A fracture occurs when a bone becomes cracked or broken; this will happen to any bone within the body. Fractures are common in sport, particularly in touch sports like football and rugby. The foremost common injuries include fractured wrists, hands, collarbones and bones within the ankle and feet. Stress fractures are quite common in sports which involve repetitive movements; long-distance runners often suffer from stress fractures within the foot, for instance. Common symptoms include swelling, redness and pain; many fractures are often extremely painful and most will swell immediately. More complex fractures may break the skin; during this case, the injury is going to be clearly visible and immediately diagnosable. Fractures generally restrict or prohibit movement within the area for a period of time; this may vary counting on the severity of the injury.
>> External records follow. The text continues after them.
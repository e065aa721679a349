#![allow(non_snake_case)]
use super::VertexSet;
use crate::algebra::*;
use std::iter::repeat_with;

// marker for root nodes, i.e. ones with no parent
pub(crate) const NO_PARENT: usize = usize::MAX;

// when cliques are merged away, their tree pointers are marked thusly
pub(crate) const INACTIVE_NODE: usize = usize::MAX - 1;

// one entry per scheduler step during clique merging
#[derive(Debug, Clone)]
pub(crate) struct MergeLogEntry {
    pub cand: (usize, usize),
    pub accepted: bool,
}

// Supernodal structure of the sparsity pattern of an LDLᵀ factor of a
// chordal matrix: supernodes, separators, parent/child structure and
// postorderings of both vertices and cliques.
#[derive(Debug)]
pub(crate) struct SuperNodeTree {
    // vertices of each supernode (the unique part of a clique)
    pub snd: Vec<VertexSet>,
    // postorder of the supernodal elimination tree
    pub snd_post: Vec<usize>,
    // parent of each supernode
    pub snd_parent: Vec<usize>,
    // children of each supernode
    pub snd_children: Vec<VertexSet>,
    // postordering of the vertices in the elimination tree
    pub post: Vec<usize>,
    // vertices of each clique separator
    pub sep: Vec<VertexSet>,

    // per-clique block dimensions in postorder.  Populated after
    // merging by `calculate_block_dimensions`
    pub nblk: Option<Vec<usize>>,

    // number of nonempty supernodes / cliques.  Decrements as
    // supernodes are merged into one another
    pub n_cliques: usize,

    // record of candidate merges and their outcomes
    pub merge_log: Vec<MergeLogEntry>,
}

impl SuperNodeTree {
    pub fn new<T: FloatT>(L: &CscMatrix<T>) -> Self {
        // elimination tree parents and subdiagonal counts come from a
        // single sweep over the factor's columns
        let (parent, degree) = etree_structure(L);

        let mut children = children_of(&parent);
        let post = post_order(&parent, &mut children, parent.len());

        let (snd, snd_parent) = supernode_partition(&parent, &post, &degree);

        let mut snd_children = children_of(&snd_parent);
        let snd_post = post_order(&snd_parent, &mut snd_children, snd_parent.len());

        // separators exist from the start; the clique-graph merge
        // strategy discards and later recomputes them
        let sep = separators_from_factor(L, &snd);

        let n_cliques = snd.len();

        Self {
            snd,
            snd_post,
            snd_parent,
            snd_children,
            post,
            sep,
            nblk: None,
            n_cliques,
            merge_log: Vec::new(),
        }
    }

    // accessors taking post-order clique indices

    pub(crate) fn get_snd(&self, i: usize) -> &VertexSet {
        &self.snd[self.snd_post[i]]
    }

    pub(crate) fn get_sep(&self, i: usize) -> &VertexSet {
        &self.sep[self.snd_post[i]]
    }

    // overlap of clique i with its parent clique
    pub(crate) fn get_overlap(&self, i: usize) -> usize {
        self.sep[self.snd_post[i]].len()
    }

    pub(crate) fn get_nblk(&self, i: usize) -> usize {
        self.nblk.as_ref().unwrap()[i]
    }

    // the full clique: supernode plus separator
    pub(crate) fn get_clique(&self, i: usize) -> VertexSet {
        let c = self.snd_post[i];
        self.snd[c].iter().chain(self.sep[c].iter()).copied().collect()
    }

    pub(crate) fn get_decomposed_dim_and_overlaps(&self) -> (usize, usize) {
        let dim = (0..self.n_cliques)
            .map(|i| triangular_number(self.get_nblk(i)))
            .sum();
        let overlaps = (0..self.n_cliques)
            .map(|i| triangular_number(self.get_overlap(i)))
            .sum();
        (dim, overlaps)
    }

    // Relabels the vertices so that every supernode occupies a
    // consecutive range, numbered block by block in clique postorder.
    // This gives the decomposed blocks equal column structure for the
    // psd completion of the dual.  `ordering`, which maps tree vertices
    // to rows of the original data, is carried along.
    pub(crate) fn reorder_snd_consecutively(&mut self, ordering: &mut [usize]) {
        let nv = self.post.len();

        // new consecutive label of each vertex
        let mut relabel = vec![0usize; nv];
        let mut next = 0;

        for &c in self.snd_post.iter() {
            let mut members: Vec<usize> = self.snd[c].iter().copied().collect();
            members.sort_unstable();

            let start = next;
            for v in members {
                relabel[v] = next;
                next += 1;
            }
            self.snd[c].clear();
            self.snd[c].extend(start..next);
        }

        // separators move to the new labels
        for sp in self.sep.iter_mut() {
            let mapped: Vec<usize> = sp.iter().map(|&v| relabel[v]).collect();
            sp.clear();
            sp.extend(mapped);
        }

        // the data-row lookup follows: the new label of a vertex finds
        // the row its original label pointed at
        let old = ordering.to_vec();
        for (v, &row) in old.iter().enumerate() {
            ordering[relabel[v]] = row;
        }
    }

    pub(crate) fn calculate_block_dimensions(&mut self) {
        let nblk = self
            .snd_post
            .iter()
            .map(|&c| self.snd[c].len() + self.sep[c].len())
            .collect();
        self.nblk = Some(nblk);
    }
}

// -------------------------
// construction internals

// One pass over the (strictly lower triangular) factor collects, per
// column, its first subdiagonal row — the elimination tree parent —
// and its subdiagonal count.
fn etree_structure<T: FloatT>(L: &CscMatrix<T>) -> (Vec<usize>, Vec<usize>) {
    let n = L.n;
    let mut parent = vec![NO_PARENT; n];
    let mut degree = vec![0usize; n];

    for v in 0..n {
        let rows = &L.rowval[L.colptr[v]..L.colptr[v + 1]];
        degree[v] = rows.len();
        if let Some(&first) = rows.first() {
            parent[v] = first;
        }
    }
    (parent, degree)
}

// child sets from a parent array.  Entries holding the root or
// inactive markers carry no link.
fn children_of(parent: &[usize]) -> Vec<VertexSet> {
    let mut children: Vec<VertexSet> = repeat_with(VertexSet::new).take(parent.len()).collect();
    for (v, &p) in parent.iter().enumerate() {
        if p < parent.len() {
            children[p].insert(v);
        }
    }
    children
}

// Postorder of the tree rooted at the unique NO_PARENT node, children
// visited in ascending index order.  Emits exactly the nc live nodes;
// inactive nodes are unreachable from the root and never appear.
pub(crate) fn post_order(parent: &[usize], children: &mut [VertexSet], nc: usize) -> Vec<usize> {
    let root = parent.iter().position(|&p| p == NO_PARENT).unwrap();

    // canonicalize the child ordering up front so the walk
    // is deterministic
    for set in children.iter_mut() {
        set.sort();
    }

    // depth-first walk with an explicit expand/emit marker per node
    let mut out = Vec::with_capacity(nc);
    let mut stack = vec![(root, false)];

    while let Some((v, emit)) = stack.pop() {
        if emit {
            out.push(v);
            continue;
        }
        stack.push((v, true));
        // pushed in reverse so the smallest child is expanded first
        for &c in children[v].iter().rev() {
            stack.push((c, false));
        }
    }

    debug_assert_eq!(out.len(), nc);
    out
}

// Pothen-Sun partition of the elimination tree into supernodes.
// Working upward in postorder, a parent is absorbed into the supernode
// of its first eligible child whenever the subdiagonal count shrinks by
// exactly one along the edge.  Each supernode is a chain whose deepest
// vertex acts as representative.
fn supernode_partition(
    parent: &[usize],
    post: &[usize],
    degree: &[usize],
) -> (Vec<VertexSet>, Vec<usize>) {
    let n = parent.len();

    // rep[v]: representative of the supernode v belongs to
    let mut rep: Vec<usize> = (0..n).collect();
    // a parent can be absorbed by only one child
    let mut claimed = vec![false; n];

    for &v in post {
        let p = parent[v];
        if p == NO_PARENT {
            continue;
        }
        if degree[v] == degree[p] + 1 && !claimed[p] {
            // children precede parents in postorder, so rep[v] is
            // final by the time v gives it to p
            rep[p] = rep[v];
            claimed[p] = true;
        }
    }

    // number the supernodes by ascending representative vertex
    let reps: Vec<usize> = (0..n).filter(|&v| rep[v] == v).collect();
    let mut index_of_rep = vec![usize::MAX; n];
    for (k, &r) in reps.iter().enumerate() {
        index_of_rep[r] = k;
    }

    let mut snd: Vec<VertexSet> = repeat_with(VertexSet::new).take(reps.len()).collect();
    for v in 0..n {
        snd[index_of_rep[rep[v]]].insert(v);
    }

    // a supernode's parent is found by following the one parent link
    // that exits its chain
    let mut snd_parent = vec![NO_PARENT; reps.len()];
    for v in 0..n {
        let p = parent[v];
        if p != NO_PARENT && rep[p] != rep[v] {
            snd_parent[index_of_rep[rep[v]]] = index_of_rep[rep[p]];
        }
    }

    (snd, snd_parent)
}

// The separator of each clique is the column structure of its
// representative vertex with the supernode's own vertices removed.
fn separators_from_factor<T: FloatT>(L: &CscMatrix<T>, snd: &[VertexSet]) -> Vec<VertexSet> {
    snd.iter()
        .map(|sn| {
            let vrep = *sn.iter().min().unwrap();
            L.rowval[L.colptr[vrep]..L.colptr[vrep + 1]]
                .iter()
                .filter(|v| !sn.contains(*v))
                .copied()
                .collect()
        })
        .collect()
}

// -------------
// testing

#[cfg(test)]
mod tests {
    use super::*;

    // strictly lower triangular pattern of a 5x5 banded factor
    fn banded_factor() -> CscMatrix<f64> {
        CscMatrix::new(
            5,
            5,
            vec![0, 1, 2, 3, 4, 4],
            vec![1, 2, 3, 4],
            vec![1., 1., 1., 1.],
        )
    }

    #[test]
    fn test_etree_structure() {
        let L = banded_factor();
        let (parent, degree) = etree_structure(&L);
        assert_eq!(parent, vec![1, 2, 3, 4, NO_PARENT]);
        assert_eq!(degree, vec![1, 1, 1, 1, 0]);
    }

    #[test]
    fn test_post_order_children_first() {
        // star rooted at 2 with children {0, 1}, child 3 of node 1
        let parent = vec![2, 2, NO_PARENT, 1];
        let mut children = children_of(&parent);
        let post = post_order(&parent, &mut children, 4);

        // every node appears after its children, smallest subtree first
        assert_eq!(post, vec![0, 3, 1, 2]);
    }

    #[test]
    fn test_supernode_tree_of_band() {
        let L = banded_factor();
        let t = SuperNodeTree::new(&L);

        // the band splits into cliques {i, i+1}; the top pair collapses
        // into one supernode and the rest are singletons
        assert_eq!(t.n_cliques, 4);

        let mut cliques: Vec<Vec<usize>> = (0..t.n_cliques)
            .map(|i| {
                let mut c: Vec<usize> = t.get_clique(i).iter().copied().collect();
                c.sort();
                c
            })
            .collect();
        cliques.sort();
        assert_eq!(
            cliques,
            vec![vec![0, 1], vec![1, 2], vec![2, 3], vec![3, 4]]
        );
    }

    #[test]
    fn test_reorder_consecutive() {
        let L = banded_factor();
        let mut t = SuperNodeTree::new(&L);
        let mut ordering: Vec<usize> = (0..5).collect();

        t.reorder_snd_consecutively(&mut ordering);

        // supernodes now hold consecutive labels covering 0..5 once
        let mut seen = vec![false; 5];
        for set in t.snd.iter() {
            for &v in set.iter() {
                assert!(!seen[v]);
                seen[v] = true;
            }
        }
        assert!(seen.iter().all(|&s| s));

        // the ordering remains a permutation
        let mut sorted = ordering.clone();
        sorted.sort_unstable();
        assert_eq!(sorted, (0..5).collect::<Vec<usize>>());
    }
}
Treatment generally depends on the character of the fracture but rest is universally recognised because of the most vital sort of treatment. Initially, ice will usually be applied to the affected area; this may help to scale back swelling. Anti-inflammatory medication and pain relief also will be prescribed to ease pain and further reduce swelling. In many cases, the fractures bone are going to be immobilised for a period of time; this might involve having a cast fitted, wearing a sling or using crutches for example; this may allow the bone time to heal.

More complex fractures may require realignment which can involve using pins, wires or nails; these will help to repair the bone back in its original place. Once the healing process is almost complete, a course of physiotherapy will usually be recommended; this may help to strengthen the world and improve flexibility and movement. Stress fractures require an extended period of rest, which can last up to eight weeks; this may enable the bone to heal and stop further damage. Having a healthy diet, exercising regularly, and sticking to the recommended calcium intake will generally reduce the probabilities of affected by a fracture; this may help to create strong bones and keep the body fit and healthy. Being overweight can put additional pressure on the joints and bones, which can make them more susceptible to injury. Smoking also can contribute to bone loss and slow the healing process. Resting an existing injury can help to stop any longer damage to the affected bone.